Patients at Mid Yorkshire Teaching NHS Trust will now experience shorter waiting times for liver scans and biopsies, thanks to the introduction of a new Fibroscanner. This state-of-the-art scanner utilises ultrasound technology to measure the stiffness and fattiness of a patient’s liver, providing a quick, painless, and non-invasive alternative to MRI or CT scans. Additionally, the Fibroscanner eliminates the need for a liver biopsy, which typically requires the patient to undergo general anaesthesia.
The procurement of the Fibroscanner was made possible through a successful bid for capital funding by the Trust. Richard Robinson, the Chief Medical Officer at Mid Yorkshire Teaching NHS Trust, expressed his delight at the new addition to their diagnostic equipment. He explained that the scanner would facilitate the identification of patients at a higher risk of liver disease or cancer, allowing for earlier treatment initiation. Furthermore, it would spare patients from waiting for a CT or MRI scan, which is utilised for a broader range of medical conditions.
After undergoing a scan, patients will receive appropriate guidance based on the results. If no further action is required, they will be informed accordingly. Alternatively, a blood test may be conducted, and patients may be referred for additional testing.
Early detection of cirrhosis of the liver, a condition characterised by liver damage caused by scarring, is particularly crucial for individuals with heavy alcohol consumption. This condition significantly elevates the risk of developing liver cancer. The Wakefield Joint Strategic Needs Assessment annual report for 2023 highlighted the rising alcohol consumption across England and the subsequent increase in health conditions associated with alcohol in Wakefield. It revealed that nearly 3,000 admissions related to alcohol-related health issues occurred last year, with a significant rise in mortality rates from alcoholic liver disease.
Richard emphasised that the Fibroscanner would aid in reducing health inequalities in the district while enhancing the overall patient experience. He expressed pride in the new addition and the positive impact it would have on the community.

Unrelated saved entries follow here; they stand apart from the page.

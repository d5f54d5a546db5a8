use tracing_subscriber::EnvFilter;

/// Installs the global `tracing` subscriber. Verbosity comes from `RUST_LOG`
/// and defaults to `info`, e.g. `RUST_LOG=becathlon=debug,actix_web=info`.
pub fn setup_tracing() {
    let filter = EnvFilter::try_from_default_env().unwrap_or_else(|_| EnvFilter::new("info"));
    tracing_subscriber::fmt().with_env_filter(filter).init();
}
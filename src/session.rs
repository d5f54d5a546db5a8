//! Visitor sessions.
//!
//! Every client holds an opaque session key, sent either as the `sessionid`
//! cookie (browser) or the `X-Session-Key` header (mobile). The key maps to
//! a [`SessionData`] record in a [`SessionStore`]; guests own a cart through
//! their key, logged-in users through their user id.

use std::collections::HashMap;
use std::sync::Mutex;
use std::time::{Duration, Instant};

use actix_web::cookie::{Cookie, SameSite};
use actix_web::dev::Payload;
use actix_web::{web, FromRequest, HttpRequest, HttpResponseBuilder};
use futures::future::LocalBoxFuture;
use r2d2_redis::{r2d2 as redis_r2d2, redis, RedisConnectionManager};
use uuid::Uuid;

use crate::carts::CartOwner;
use crate::error::ShopError;

pub const SESSION_COOKIE: &str = "sessionid";
pub const SESSION_HEADER: &str = "X-Session-Key";
const MAX_KEY_LEN: usize = 40;

pub type RedisPool = redis_r2d2::Pool<RedisConnectionManager>;

#[derive(Debug, Clone, Copy, PartialEq, Eq)]
pub enum SessionData {
    Guest,
    User(i32),
}

impl SessionData {
    fn encode(self) -> String {
        match self {
            SessionData::Guest => "guest".to_owned(),
            SessionData::User(id) => format!("user:{id}"),
        }
    }

    fn decode(raw: &str) -> Option<Self> {
        match raw {
            "guest" => Some(SessionData::Guest),
            _ => raw
                .strip_prefix("user:")
                .and_then(|id| id.parse().ok())
                .map(SessionData::User),
        }
    }

    pub fn user_id(self) -> Option<i32> {
        match self {
            SessionData::Guest => None,
            SessionData::User(id) => Some(id),
        }
    }
}

pub trait SessionStore: Send + Sync {
    fn load(&self, key: &str) -> Result<Option<SessionData>, ShopError>;
    fn save(&self, key: &str, data: SessionData) -> Result<(), ShopError>;
    fn destroy(&self, key: &str) -> Result<(), ShopError>;
}

pub fn new_session_key() -> String {
    Uuid::new_v4().simple().to_string()
}

fn is_well_formed(key: &str) -> bool {
    !key.is_empty() && key.len() <= MAX_KEY_LEN && key.bytes().all(|b| b.is_ascii_alphanumeric())
}

pub fn initialize_redis_pool(redis_url: &str) -> Result<RedisPool, ShopError> {
    let manager = RedisConnectionManager::new(redis_url)?;
    redis_r2d2::Pool::builder()
        .build(manager)
        .map_err(|err| ShopError::Session(err.to_string()))
}

pub struct RedisSessionStore {
    pool: RedisPool,
    ttl: Duration,
}

impl RedisSessionStore {
    pub fn new(pool: RedisPool, ttl: Duration) -> Self {
        RedisSessionStore { pool, ttl }
    }

    fn connection(&self) -> Result<redis_r2d2::PooledConnection<RedisConnectionManager>, ShopError> {
        self.pool
            .get()
            .map_err(|err| ShopError::Session(err.to_string()))
    }
}

fn redis_key(key: &str) -> String {
    format!("session:{key}")
}

impl SessionStore for RedisSessionStore {
    fn load(&self, key: &str) -> Result<Option<SessionData>, ShopError> {
        let mut conn = self.connection()?;
        let raw: Option<String> = redis::cmd("GET").arg(redis_key(key)).query(&mut *conn)?;
        Ok(raw.as_deref().and_then(SessionData::decode))
    }

    fn save(&self, key: &str, data: SessionData) -> Result<(), ShopError> {
        let mut conn = self.connection()?;
        redis::cmd("SET")
            .arg(redis_key(key))
            .arg(data.encode())
            .arg("EX")
            .arg(self.ttl.as_secs().max(1))
            .query::<()>(&mut *conn)?;
        Ok(())
    }

    fn destroy(&self, key: &str) -> Result<(), ShopError> {
        let mut conn = self.connection()?;
        redis::cmd("DEL").arg(redis_key(key)).query::<()>(&mut *conn)?;
        Ok(())
    }
}

/// In-process store used when no Redis is configured. Sessions do not
/// survive a restart and are not shared between server processes.
pub struct MemorySessionStore {
    entries: Mutex<HashMap<String, (SessionData, Instant)>>,
    ttl: Duration,
}

impl MemorySessionStore {
    pub fn new(ttl: Duration) -> Self {
        MemorySessionStore {
            entries: Mutex::new(HashMap::new()),
            ttl,
        }
    }

    fn lock(&self) -> Result<std::sync::MutexGuard<'_, HashMap<String, (SessionData, Instant)>>, ShopError> {
        self.entries
            .lock()
            .map_err(|_| ShopError::Session("memory session store poisoned".to_owned()))
    }
}

impl SessionStore for MemorySessionStore {
    fn load(&self, key: &str) -> Result<Option<SessionData>, ShopError> {
        let mut entries = self.lock()?;
        match entries.get(key) {
            Some((data, expires)) if *expires > Instant::now() => Ok(Some(*data)),
            Some(_) => {
                entries.remove(key);
                Ok(None)
            }
            None => Ok(None),
        }
    }

    fn save(&self, key: &str, data: SessionData) -> Result<(), ShopError> {
        self.lock()?
            .insert(key.to_owned(), (data, Instant::now() + self.ttl));
        Ok(())
    }

    fn destroy(&self, key: &str) -> Result<(), ShopError> {
        self.lock()?.remove(key);
        Ok(())
    }
}

/// The caller of a request: its session key and, once logged in, its user.
#[derive(Debug, Clone, PartialEq, Eq)]
pub struct Visitor {
    pub session_key: String,
    pub user_id: Option<i32>,
    /// The session was created for this request and the client does not
    /// know its key yet.
    pub fresh: bool,
}

impl Visitor {
    pub fn require_user(&self) -> Result<i32, ShopError> {
        self.user_id.ok_or(ShopError::Unauthorized)
    }

    pub fn cart_owner(&self) -> CartOwner {
        match self.user_id {
            Some(id) => CartOwner::User(id),
            None => CartOwner::Guest(self.session_key.clone()),
        }
    }

    /// Hands a freshly created session key to the client.
    pub fn attach<'b>(&self, builder: &'b mut HttpResponseBuilder) -> &'b mut HttpResponseBuilder {
        if self.fresh {
            issue(builder, &self.session_key);
        }
        builder
    }
}

pub fn issue<'b>(builder: &'b mut HttpResponseBuilder, key: &str) -> &'b mut HttpResponseBuilder {
    builder
        .cookie(
            Cookie::build(SESSION_COOKIE, key.to_owned())
                .path("/")
                .http_only(true)
                .same_site(SameSite::Lax)
                .finish(),
        )
        .insert_header((SESSION_HEADER, key.to_owned()))
}

pub fn expire(builder: &mut HttpResponseBuilder) -> &mut HttpResponseBuilder {
    let mut cookie = Cookie::build(SESSION_COOKIE, "").path("/").finish();
    cookie.make_removal();
    builder.cookie(cookie)
}

fn presented_key(req: &HttpRequest) -> Option<String> {
    let from_header = req
        .headers()
        .get(SESSION_HEADER)
        .and_then(|value| value.to_str().ok())
        .map(str::to_owned);
    from_header
        .or_else(|| req.cookie(SESSION_COOKIE).map(|c| c.value().to_owned()))
        .filter(|key| is_well_formed(key))
}

pub fn resolve(store: &dyn SessionStore, presented: Option<String>) -> Result<Visitor, ShopError> {
    if let Some(key) = presented {
        if let Some(data) = store.load(&key)? {
            return Ok(Visitor {
                session_key: key,
                user_id: data.user_id(),
                fresh: false,
            });
        }
    }
    let session_key = new_session_key();
    store.save(&session_key, SessionData::Guest)?;
    Ok(Visitor {
        session_key,
        user_id: None,
        fresh: true,
    })
}

impl FromRequest for Visitor {
    type Error = actix_web::Error;
    type Future = LocalBoxFuture<'static, Result<Self, Self::Error>>;

    fn from_request(req: &HttpRequest, _: &mut Payload) -> Self::Future {
        let store = req.app_data::<web::Data<dyn SessionStore>>().cloned();
        let presented = presented_key(req);
        Box::pin(async move {
            let store = store
                .ok_or_else(|| ShopError::Session("no session store registered".to_owned()))?;
            let visitor = web::block(move || resolve(store.get_ref(), presented)).await??;
            Ok(visitor)
        })
    }
}

#[cfg(test)]
mod tests {
    use super::*;

    fn store() -> MemorySessionStore {
        MemorySessionStore::new(Duration::from_secs(60))
    }

    #[test]
    fn session_data_encoding_is_stable() {
        assert_eq!(SessionData::decode("guest"), Some(SessionData::Guest));
        assert_eq!(SessionData::decode("user:42"), Some(SessionData::User(42)));
        assert_eq!(SessionData::User(42).encode(), "user:42");
        assert_eq!(SessionData::decode("user:abc"), None);
        assert_eq!(SessionData::decode(""), None);
    }

    #[test]
    fn unknown_key_gets_a_fresh_guest_session() {
        let store = store();
        let visitor = resolve(&store, Some("doesnotexist".to_owned())).unwrap();
        assert!(visitor.fresh);
        assert_eq!(visitor.user_id, None);
        assert_ne!(visitor.session_key, "doesnotexist");
        assert_eq!(store.load(&visitor.session_key).unwrap(), Some(SessionData::Guest));
    }

    #[test]
    fn known_key_resolves_to_its_user() {
        let store = store();
        store.save("abc123", SessionData::User(7)).unwrap();
        let visitor = resolve(&store, Some("abc123".to_owned())).unwrap();
        assert!(!visitor.fresh);
        assert_eq!(visitor.require_user().unwrap(), 7);
        assert_eq!(visitor.cart_owner(), CartOwner::User(7));
    }

    #[test]
    fn guest_visitor_owns_cart_by_session_key() {
        let store = store();
        let visitor = resolve(&store, None).unwrap();
        assert!(matches!(visitor.require_user(), Err(ShopError::Unauthorized)));
        assert_eq!(visitor.cart_owner(), CartOwner::Guest(visitor.session_key.clone()));
    }

    #[test]
    fn expired_memory_sessions_vanish() {
        let store = MemorySessionStore::new(Duration::ZERO);
        store.save("k", SessionData::User(1)).unwrap();
        assert_eq!(store.load("k").unwrap(), None);
    }

    #[test]
    fn destroy_removes_session() {
        let store = store();
        store.save("k", SessionData::Guest).unwrap();
        store.destroy("k").unwrap();
        assert_eq!(store.load("k").unwrap(), None);
    }

    #[test]
    fn malformed_keys_are_ignored() {
        assert!(is_well_formed(&new_session_key()));
        assert!(!is_well_formed("has spaces"));
        assert!(!is_well_formed(&"a".repeat(41)));
        assert!(!is_well_formed(""));
    }
}
use std::fmt;
use std::str::FromStr;

use chrono::{DateTime, Utc};
use diesel::prelude::*;
use rust_decimal::Decimal;
use serde::Serialize;

use crate::schema::{
    cart_items, carts, customers, order_items, orders, payments, product_ratings, product_types,
    products, shipping_addresses, stores, users,
};

#[derive(Queryable, Selectable, Identifiable, Serialize, Clone, Debug, PartialEq)]
#[diesel(table_name = users)]
#[diesel(check_for_backend(diesel::pg::Pg))]
pub struct User {
    pub id: i32,
    pub username: String,
    pub email: String,
    #[serde(skip_serializing)]
    pub password_hash: String,
    pub is_active: bool,
    pub created_at: DateTime<Utc>,
}

#[derive(Queryable, Selectable, Identifiable, Associations, Serialize, Clone, Debug, PartialEq)]
#[diesel(belongs_to(User))]
#[diesel(table_name = customers)]
#[diesel(check_for_backend(diesel::pg::Pg))]
pub struct Customer {
    pub id: i32,
    pub user_id: i32,
    pub phone_number: String,
    pub address: String,
    pub created_at: DateTime<Utc>,
}

#[derive(Queryable, Selectable, Identifiable, Serialize, Clone, Debug, PartialEq)]
#[diesel(table_name = product_types)]
#[diesel(check_for_backend(diesel::pg::Pg))]
pub struct ProductType {
    pub id: i32,
    pub name: String,
    pub description: String,
}

#[derive(Queryable, Selectable, Identifiable, Associations, Serialize, Clone, Debug, PartialEq)]
#[diesel(belongs_to(ProductType))]
#[diesel(belongs_to(User, foreign_key = created_by))]
#[diesel(table_name = products)]
#[diesel(check_for_backend(diesel::pg::Pg))]
pub struct Product {
    pub id: i32,
    pub name: String,
    pub description: String,
    pub price: Decimal,
    pub product_type_id: i32,
    pub image_url: Option<String>,
    pub stock: i32,
    pub rating: Decimal,
    pub rating_count: i32,
    pub created_by: i32,
    pub created_at: DateTime<Utc>,
    pub updated_at: DateTime<Utc>,
}

impl Product {
    pub fn in_stock(&self) -> bool {
        self.stock > 0
    }
}

/// A cart is owned by exactly one of `user_id` or `session_key`.
#[derive(Queryable, Selectable, Identifiable, Associations, Serialize, Clone, Debug, PartialEq)]
#[diesel(belongs_to(User))]
#[diesel(table_name = carts)]
#[diesel(check_for_backend(diesel::pg::Pg))]
pub struct Cart {
    pub id: i32,
    pub user_id: Option<i32>,
    #[serde(skip_serializing)]
    pub session_key: Option<String>,
    pub created_at: DateTime<Utc>,
    pub updated_at: DateTime<Utc>,
}

#[derive(Queryable, Selectable, Identifiable, Associations, Serialize, Clone, Debug, PartialEq)]
#[diesel(belongs_to(Cart))]
#[diesel(belongs_to(Product))]
#[diesel(table_name = cart_items)]
#[diesel(check_for_backend(diesel::pg::Pg))]
pub struct CartItem {
    pub id: i32,
    pub cart_id: i32,
    pub product_id: i32,
    pub quantity: i32,
    pub added_at: DateTime<Utc>,
    pub updated_at: DateTime<Utc>,
}

#[derive(Queryable, Selectable, Identifiable, Serialize, Clone, Debug, PartialEq)]
#[diesel(table_name = shipping_addresses)]
#[diesel(check_for_backend(diesel::pg::Pg))]
pub struct ShippingAddress {
    pub id: i32,
    pub user_id: Option<i32>,
    pub full_name: String,
    pub phone_number: String,
    pub address_line1: String,
    pub address_line2: String,
    pub city: String,
    pub state: String,
    pub postal_code: String,
    pub country: String,
    pub created_at: DateTime<Utc>,
}

#[derive(Queryable, Selectable, Identifiable, Associations, Serialize, Clone, Debug, PartialEq)]
#[diesel(belongs_to(User))]
#[diesel(belongs_to(ShippingAddress))]
#[diesel(table_name = orders)]
#[diesel(check_for_backend(diesel::pg::Pg))]
pub struct Order {
    pub id: i32,
    pub user_id: Option<i32>,
    pub shipping_address_id: Option<i32>,
    pub status: String,
    pub total_price: Decimal,
    pub delivery_started_at: Option<DateTime<Utc>>,
    pub created_at: DateTime<Utc>,
    pub updated_at: DateTime<Utc>,
}

/// An order line. `price` is the unit price copied from the product when the
/// order was placed and is never refreshed from the catalog.
#[derive(Queryable, Selectable, Identifiable, Associations, Serialize, Clone, Debug, PartialEq)]
#[diesel(belongs_to(Order))]
#[diesel(belongs_to(Product))]
#[diesel(table_name = order_items)]
#[diesel(check_for_backend(diesel::pg::Pg))]
pub struct OrderItem {
    pub id: i32,
    pub order_id: i32,
    pub product_id: i32,
    pub quantity: i32,
    pub price: Decimal,
    pub subtotal: Decimal,
    pub created_at: DateTime<Utc>,
}

#[derive(Queryable, Selectable, Identifiable, Associations, Serialize, Clone, Debug, PartialEq)]
#[diesel(belongs_to(Order))]
#[diesel(table_name = payments)]
#[diesel(check_for_backend(diesel::pg::Pg))]
pub struct Payment {
    pub id: i32,
    pub order_id: i32,
    pub method: String,
    pub status: String,
    pub transaction_id: String,
    pub amount: Decimal,
    pub paid_at: Option<DateTime<Utc>>,
    pub created_at: DateTime<Utc>,
}

#[derive(Queryable, Selectable, Identifiable, Associations, Serialize, Clone, Debug, PartialEq)]
#[diesel(belongs_to(User))]
#[diesel(belongs_to(Product))]
#[diesel(belongs_to(OrderItem))]
#[diesel(table_name = product_ratings)]
#[diesel(check_for_backend(diesel::pg::Pg))]
pub struct ProductRating {
    pub id: i32,
    pub user_id: i32,
    pub product_id: i32,
    pub order_item_id: i32,
    pub rating: i16,
    pub review: String,
    pub created_at: DateTime<Utc>,
}

#[derive(Queryable, Selectable, Identifiable, Serialize, Clone, Debug, PartialEq)]
#[diesel(table_name = stores)]
#[diesel(check_for_backend(diesel::pg::Pg))]
pub struct Store {
    pub id: i32,
    pub name: String,
    pub address: String,
    pub city: String,
    pub country: String,
    pub latitude: f64,
    pub longitude: f64,
    pub store_hours: String,
    pub is_active: bool,
    pub created_at: DateTime<Utc>,
}

#[derive(Debug, Clone, PartialEq, Eq)]
pub struct UnknownVariant(pub String);

impl fmt::Display for UnknownVariant {
    fn fmt(&self, f: &mut fmt::Formatter<'_>) -> fmt::Result {
        write!(f, "unknown value `{}`", self.0)
    }
}

impl std::error::Error for UnknownVariant {}

macro_rules! string_enum {
    ($(#[$meta:meta])* $name:ident { $($variant:ident => $text:literal),+ $(,)? }) => {
        $(#[$meta])*
        #[derive(Debug, Clone, Copy, PartialEq, Eq, Serialize)]
        pub enum $name {
            $(
                #[serde(rename = $text)]
                $variant,
            )+
        }

        impl $name {
            pub const ALL: &'static [$name] = &[$($name::$variant),+];

            pub fn as_str(self) -> &'static str {
                match self {
                    $($name::$variant => $text,)+
                }
            }
        }

        impl FromStr for $name {
            type Err = UnknownVariant;

            fn from_str(s: &str) -> Result<Self, Self::Err> {
                match s {
                    $($text => Ok($name::$variant),)+
                    other => Err(UnknownVariant(other.to_owned())),
                }
            }
        }

        impl fmt::Display for $name {
            fn fmt(&self, f: &mut fmt::Formatter<'_>) -> fmt::Result {
                f.write_str(self.as_str())
            }
        }
    };
}

string_enum!(
    /// Lifecycle of an order, stored in `orders.status`.
    OrderStatus {
        Pending => "PENDING",
        Paid => "PAID",
        Shipped => "SHIPPED",
        Completed => "COMPLETED",
        Canceled => "CANCELED",
    }
);

string_enum!(
    PaymentMethod {
        CreditCard => "CREDIT_CARD",
        BankTransfer => "BANK_TRANSFER",
        EWallet => "E_WALLET",
        CashOnDelivery => "COD",
    }
);

string_enum!(
    PaymentStatus {
        Pending => "PENDING",
        Success => "SUCCESS",
        Failed => "FAILED",
        Refunded => "REFUNDED",
    }
);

One patient at Mid Yorkshire Teaching NHS Trust, who recently benefited from the Fibroscanner, expressed gratitude for the convenience of the scan. The patient appreciated that the scan could be conducted while they were already in the hospital, eliminating the need for a separate appointment or a biopsy requiring general anaesthesia.
The introduction of the Fibroscanner at Mid Yorkshire Teaching NHS Trust marks a significant advancement in liver scanning and biopsy procedures. Patients can now benefit from reduced waiting times, improved diagnosis capabilities, and a more seamless healthcare experience.